I was at Digital Equipment (DEC) for 11 years. DEC had 130,000 employees at its peak. There are now DEC alumni in just about every technology company. DEC had a certain culture too. It was a meritocracy where only good ideas mattered. Employees at any level could be heard and effect decisions.
Microsoft has built a great, lasting company, over the past 30 years. They have stood the test of time and many technology shifts. Steve and Bill are still passionate and come to work everyday even though they are among the richest people in the world.
It is a great place to work, and a great place to have an impact on the technology world.
Posted by: DonDodge | October 13, 2005 at 04:43
Rick, I'd love to know why the MS alumni you spoke to left the company. Was it because they had some tremendous opportunity outside of MS, or was it because they, or MS, realized that they weren't a good fit? For those that weren't a good fit I'd expect a little bit of negative bias towards MS products/culture.
Posted by: Ian McAllister | October 13, 2005 at 06:46
Thanks for the comments.
For fch: It's really not a matter of ratings, rather this whole notion/study of bloggers and big companies.
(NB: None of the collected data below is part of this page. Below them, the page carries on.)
use std::fmt;
use crate::config::CacheConfig;
use crate::stats::Summary;

/// What servicing a single access did to the cache
#[derive(Debug, Clone, Copy, PartialEq, Eq)]
pub enum AccessOutcome {
    /// The block was already resident
    Hit,
    /// The block was brought into a set that still had room
    Miss,
    /// The block displaced the least recently used line of a full set
    MissEviction,
}

impl fmt::Display for AccessOutcome {
    fn fmt(&self, f: &mut fmt::Formatter<'_>) -> fmt::Result {
        match self {
            AccessOutcome::Hit => write!(f, "hit"),
            AccessOutcome::Miss => write!(f, "miss"),
            AccessOutcome::MissEviction => write!(f, "miss eviction"),
        }
    }
}

/// A single cache line. Only resident lines are stored, so a line is always
/// valid and the tag is the only state it carries
#[derive(Debug, Clone, Copy, PartialEq, Eq)]
struct CacheLine {
    tag: u64,
}

/// One set, holding its resident lines in recency order with the most
/// recently used line first
#[derive(Debug)]
struct CacheSet {
    lines: Vec<CacheLine>,
}

impl CacheSet {
    // `capacity` is the associativity of the owning cache
    fn access(&mut self, tag: u64, capacity: usize) -> AccessOutcome {
        if let Some(position) = self.lines.iter().position(|line| line.tag == tag) {
            // Rotating the prefix moves the hit line to the front without
            // disturbing the relative order of the lines in front of it
            self.lines[..=position].rotate_right(1);
            return AccessOutcome::Hit;
        }
        let outcome = if self.lines.len() == capacity {
            // The back of the vector is always the least recently used line
            self.lines.pop();
            AccessOutcome::MissEviction
        } else {
            AccessOutcome::Miss
        };
        self.lines.insert(0, CacheLine { tag });
        outcome
    }

    fn contains(&self, tag: u64) -> bool {
        self.lines.iter().any(|line| line.tag == tag)
    }
}

/// A set-associative cache with least recently used replacement
///
/// The cache models residency only. No data is stored and no backing memory
/// exists; an access reports whether the block was present and whether a
/// resident line had to be displaced to admit it
///
/// The address decomposition masks are computed once at construction, so the
/// per-access work is two shifts, a mask, and a search of a single set
pub struct Cache {
    sets: Vec<CacheSet>,
    associativity: usize,
    set_selection_bit_mask: u64,
    block_offset_bits: u32,
    tag_offset_bits: u32,
    summary: Summary,
}

impl Cache {
    /// Creates an empty cache with the given geometry
    pub fn new(config: &CacheConfig) -> Self {
        debug_assert!(config.validate().is_ok());
        let associativity = config.associativity as usize;
        let sets = (0..config.num_sets())
            .map(|_| CacheSet {
                lines: Vec::with_capacity(associativity),
            })
            .collect();
        Self {
            sets,
            associativity,
            set_selection_bit_mask: config.num_sets() - 1,
            block_offset_bits: config.block_bits,
            tag_offset_bits: config.set_bits + config.block_bits,
            summary: Summary::default(),
        }
    }

    /// Converts an address into a set index and a tag
    ///
    /// The block offset is discarded. Residency is tracked per block, so two
    /// addresses within the same block are indistinguishable to the cache
    pub fn address_to_set_and_tag(&self, address: u64) -> (usize, u64) {
        let set = (address >> self.block_offset_bits) & self.set_selection_bit_mask;
        let tag = address >> self.tag_offset_bits;
        (set as usize, tag)
    }

    /// Services a single access, updating recency order and the running
    /// summary
    ///
    /// # Arguments
    ///
    /// * `address`: The address of the access. Its size is irrelevant here;
    ///   accesses are assumed not to straddle a block boundary
    ///
    /// returns: AccessOutcome
    pub fn access(&mut self, address: u64) -> AccessOutcome {
        let (set, tag) = self.address_to_set_and_tag(address);
        let outcome = self.sets[set].access(tag, self.associativity);
        self.summary.record(outcome);
        outcome
    }

    /// Reports whether the block containing `address` is resident, without
    /// touching recency order or the counters
    pub fn contains(&self, address: u64) -> bool {
        let (set, tag) = self.address_to_set_and_tag(address);
        self.sets[set].contains(tag)
    }

    /// Gets the totals accumulated across all accesses so far
    pub fn get_summary(&self) -> &Summary {
        &self.summary
    }
}
use thiserror::Error;

#[derive(Debug, Error)]
pub enum Error {
    #[error("Invalid configuration: {0}")]
    InvalidConfig(String),

    #[error("Not found: {0}")]
    NotFound(String),

    #[error("Embedding failed: {0}")]
    Embedding(String),

    #[error("Vector store error: {0}")]
    Store(String),

    #[error("Generation failed: {0}")]
    Generation(String),

    #[error("Operation failed: {0}")]
    Operation(String),
}

pub type Result<T> = std::result::Result<T, Error>;
use anyhow::{Result, ensure};
use arrow_array::{FixedSizeListArray, RecordBatch, RecordBatchIterator, StringArray};
use lancedb::Connection;
use std::sync::Arc;

use bfsi_core::types::DocumentChunk;

use crate::schema::build_chunk_schema;
use crate::table::table_exists;

pub fn chunks_to_record_batch(chunks: &[DocumentChunk], fingerprints: &[Vec<f32>], dim: usize) -> Result<RecordBatch> {
	ensure!(chunks.len() == fingerprints.len(), "chunks and fingerprints length must match");
	for fp in fingerprints {
		ensure!(fp.len() == dim, "fingerprint has {} dims, store expects {}", fp.len(), dim);
	}
	let ids: Vec<&str> = chunks.iter().map(|c| c.id.as_str()).collect();
	let texts: Vec<&str> = chunks.iter().map(|c| c.text.as_str()).collect();
	let sources: Vec<&str> = chunks.iter().map(|c| c.source.as_str()).collect();
	let vectors = fingerprints.iter().map(|v| Some(v.iter().copied().map(Some).collect::<Vec<_>>()));
	let record_batch = RecordBatch::try_new(build_chunk_schema(dim as i32), vec![
		Arc::new(StringArray::from(ids)),
		Arc::new(StringArray::from(texts)),
		Arc::new(StringArray::from(sources)),
		Arc::new(FixedSizeListArray::from_iter_primitive::<arrow_array::types::Float32Type, _, _>(vectors, dim as i32)),
	])?;
	Ok(record_batch)
}

pub async fn insert_batch(db: &Connection, table_name: &str, record_batch: RecordBatch) -> Result<()> {
	let schema = record_batch.schema();
	let reader = Box::new(RecordBatchIterator::new(vec![Ok(record_batch)].into_iter(), schema));
	if table_exists(db, table_name).await? {
		db.open_table(table_name).execute().await?.add(reader).execute().await?;
	} else {
		db.create_table(table_name, reader).execute().await?;
	}
	Ok(())
}
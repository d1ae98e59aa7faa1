use std::fs;
use tempfile::TempDir;

use bfsi_core::data_processor::DataProcessor;

const LONG_A: &str = "Prepayment charges on floating-rate home loans are waived for individual borrowers.";
const LONG_B: &str = "Late payment of an EMI attracts a penal charge of 2% per month on the overdue amount.";

#[test]
fn process_directory_keeps_only_long_paragraphs() {
    let tmp = TempDir::new().unwrap();
    let dir = tmp.path();
    fs::write(dir.join("loans.txt"), format!("{LONG_A}\n\nShort line.\n\n{LONG_B}\n")).unwrap();

    let chunks = DataProcessor::new().process_directory(dir).expect("process");

    assert_eq!(chunks.len(), 2, "the short paragraph is dropped");
    assert_eq!(chunks[0].id, "loans.txt_0");
    // fragment 1 was dropped, so the next kept chunk keeps index 2
    assert_eq!(chunks[1].id, "loans.txt_2");
    assert_eq!(chunks[1].text, LONG_B);
    assert!(chunks.iter().all(|c| c.source == "loans.txt"));
}

#[test]
fn process_directory_ignores_non_txt_and_nested_files() {
    let tmp = TempDir::new().unwrap();
    let dir = tmp.path();
    fs::write(dir.join("a.txt"), LONG_A).unwrap();
    fs::write(dir.join("notes.md"), LONG_B).unwrap();
    fs::create_dir(dir.join("nested")).unwrap();
    fs::write(dir.join("nested").join("b.txt"), LONG_B).unwrap();

    let chunks = DataProcessor::new().process_directory(dir).expect("process");

    assert_eq!(chunks.len(), 1);
    assert_eq!(chunks[0].source, "a.txt");
}

#[test]
fn exactly_fifty_characters_is_dropped() {
    let fifty = "x".repeat(50);
    let fifty_one = "y".repeat(51);
    let chunks = DataProcessor::new().chunk_content(&format!("  {fifty}  \n\n{fifty_one}"), "f.txt");
    assert_eq!(chunks.len(), 1);
    assert_eq!(chunks[0].text, fifty_one);
    assert_eq!(chunks[0].id, "f.txt_1");
}

#[test]
fn missing_directory_yields_no_chunks() {
    let tmp = TempDir::new().unwrap();
    let chunks = DataProcessor::new().process_directory(&tmp.path().join("absent")).expect("process");
    assert!(chunks.is_empty());
}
I'll have more on this because it's a big area of interest for me.
For Don: I agree, fun place, loved it.
For Ian: Excellent question. I can only go on what I know/told by the people. 6 of the folks used to work for me and left to do other stuff. Maybe some burnout, and 'it's different' but not turfed disgruntled employees. Another 8 were people I knew of or worked with. All of them left for other opps, dot com type stuff. The remaing folks were people who have come into my office as former ms pitching new companies. I circled back when I dug into this stuff. I didn't probe the good point you make.
Posted by: Rick Segal | October 13, 2005 at 07:46
I am ex-MSFT and talk to lots of ex-MSFT people in the Redmond area. I have informally discussed these topics with them over the years with almost equal results.
Posted by: Michael Cherry | October 13, 2005 at 16:11
Great post! I was pretty shocked at some of the responses, too. One would think that having Microsoft on your resume would 'give you an edge'.
We sometimes buy into having that 'name' on the resume and think that it would have some cache for the next job. Too often we find out that it's only good for a narrow band of the technolgy industry.
Posted by: Karen | October 16, 2005 at 16:36
I used to hate talking to people who had left MS, while I was still at MS. It was always the same comment "it's so different on the outside, you don't knwo how different". I hated it. Now after 11 years on the inside, and having been MS-Outed since 2001 I have to agree. I go to conferences and rarely see MS people there unless they are the guest speakers. I mention hit products that are non-MS products and get blank stares. "Google has maps????". OK, lets say Scoble and others are the exception.